Take the data and return it in full. Change nothing.

──────── Material supplied ────────

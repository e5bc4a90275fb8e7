//! The search server: inverted index, document lifecycle, and TF-IDF ranking.
//!
//! A [`SearchServer`] owns the word interner and two mirrored mappings: word
//! to per-document term frequency, and document to per-word term frequency.
//! The mirror exists so removal can find exactly the inverted entries a
//! document owns, without scanning the whole index. Both mappings are only
//! ever mutated through one internal path, which keeps them consistent.
//!
//! Mutations (`add_document`, `remove_document`) must be serialized by the
//! caller. Queries are read-only and safe to run alongside each other; the
//! per-query relevance accumulator is call-scoped and never shared across
//! queries.

use std::cmp::Ordering;
use std::collections::BTreeSet;
use std::sync::Arc;

use ahash::{AHashMap, AHashSet};
use lazy_static::lazy_static;
use rayon::prelude::*;

use crate::analysis::{is_correct_query_syntax, is_valid_word, split_words, split_words_view};
use crate::concurrent::{ConcurrentMap, ConcurrentSet, DEFAULT_SHARD_COUNT};
use crate::document::{Document, DocumentId, DocumentRecord, DocumentStatus};
use crate::error::{Result, TansyError};
use crate::execution::ExecutionPolicy;
use crate::interner::WordInterner;
use crate::query::{Query, QueryWord};

/// Maximum number of documents returned by a single search.
pub const MAX_RESULT_DOCUMENT_COUNT: usize = 5;

/// Relevance deltas below this threshold are ties, broken by rating.
pub const RELEVANCE_EPSILON: f64 = 1e-6;

lazy_static! {
    static ref EMPTY_WORD_FREQS: AHashMap<Arc<str>, f64> = AHashMap::new();
}

type WordFreqs = AHashMap<Arc<str>, f64>;
type Postings = AHashMap<DocumentId, f64>;

/// An in-memory full-text index with TF-IDF ranking.
#[derive(Debug, Default)]
pub struct SearchServer {
    /// Live document ids; defines ascending enumeration order and is the
    /// source of truth for liveness.
    doc_ids: BTreeSet<DocumentId>,

    /// Words excluded from indexing and querying. Immutable after
    /// construction.
    stop_words: AHashSet<String>,

    /// Canonical storage for every distinct indexed word.
    interner: WordInterner,

    /// Inverted mapping: word -> (document id -> term frequency).
    word_to_document_freqs: AHashMap<Arc<str>, Postings>,

    /// Forward mapping: document id -> (word -> term frequency).
    document_to_word_freqs: AHashMap<DocumentId, WordFreqs>,

    /// Per-document rating and status.
    documents: AHashMap<DocumentId, DocumentRecord>,
}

────────

= Reply to the exercise =
repository e5bc4a90275fb8e7
//! The search server: inverted index, document lifecycle, and TF-IDF ranking.
//!
//! A [`SearchServer`] owns the word interner and two mirrored mappings: word
//! to per-document term frequency, and document to per-word term frequency.
//! The mirror exists so removal can find exactly the inverted entries a
//! document owns, without scanning the whole index. Both mappings are only
//! ever mutated through one internal path, which keeps them consistent.
//!
//! Mutations (`add_document`, `remove_document`) must be serialized by the
//! caller. Queries are read-only and safe to run alongside each other; the
//! per-query relevance accumulator is call-scoped and never shared across
//! queries.

use std::cmp::Ordering;
use std::collections::BTreeSet;
use std::sync::Arc;

use ahash::{AHashMap, AHashSet};
use lazy_static::lazy_static;
use rayon::prelude::*;

use crate::analysis::{is_correct_query_syntax, is_valid_word, split_words, split_words_view};
use crate::concurrent::{ConcurrentMap, ConcurrentSet, DEFAULT_SHARD_COUNT};
use crate::document::{Document, DocumentId, DocumentRecord, DocumentStatus};
use crate::error::{Result, TansyError};
use crate::execution::ExecutionPolicy;
use crate::interner::WordInterner;
use crate::query::{Query, QueryWord};

/// Maximum number of documents returned by a single search.
pub const MAX_RESULT_DOCUMENT_COUNT: usize = 5;

/// Relevance deltas below this threshold are ties, broken by rating.
pub const RELEVANCE_EPSILON: f64 = 1e-6;

lazy_static! {
    static ref EMPTY_WORD_FREQS: AHashMap<Arc<str>, f64> = AHashMap::new();
}

type WordFreqs = AHashMap<Arc<str>, f64>;
type Postings = AHashMap<DocumentId, f64>;

/// An in-memory full-text index with TF-IDF ranking.
#[derive(Debug, Default)]
pub struct SearchServer {
    /// Live document ids; defines ascending enumeration order and is the
    /// source of truth for liveness.
    doc_ids: BTreeSet<DocumentId>,

    /// Words excluded from indexing and querying. Immutable after
    /// construction.
    stop_words: AHashSet<String>,

    /// Canonical storage for every distinct indexed word.
    interner: WordInterner,

    /// Inverted mapping: word -> (document id -> term frequency).
    word_to_document_freqs: AHashMap<Arc<str>, Postings>,

    /// Forward mapping: document id -> (word -> term frequency).
    document_to_word_freqs: AHashMap<DocumentId, WordFreqs>,

    /// Per-document rating and status.
    documents: AHashMap<DocumentId, DocumentRecord>,
}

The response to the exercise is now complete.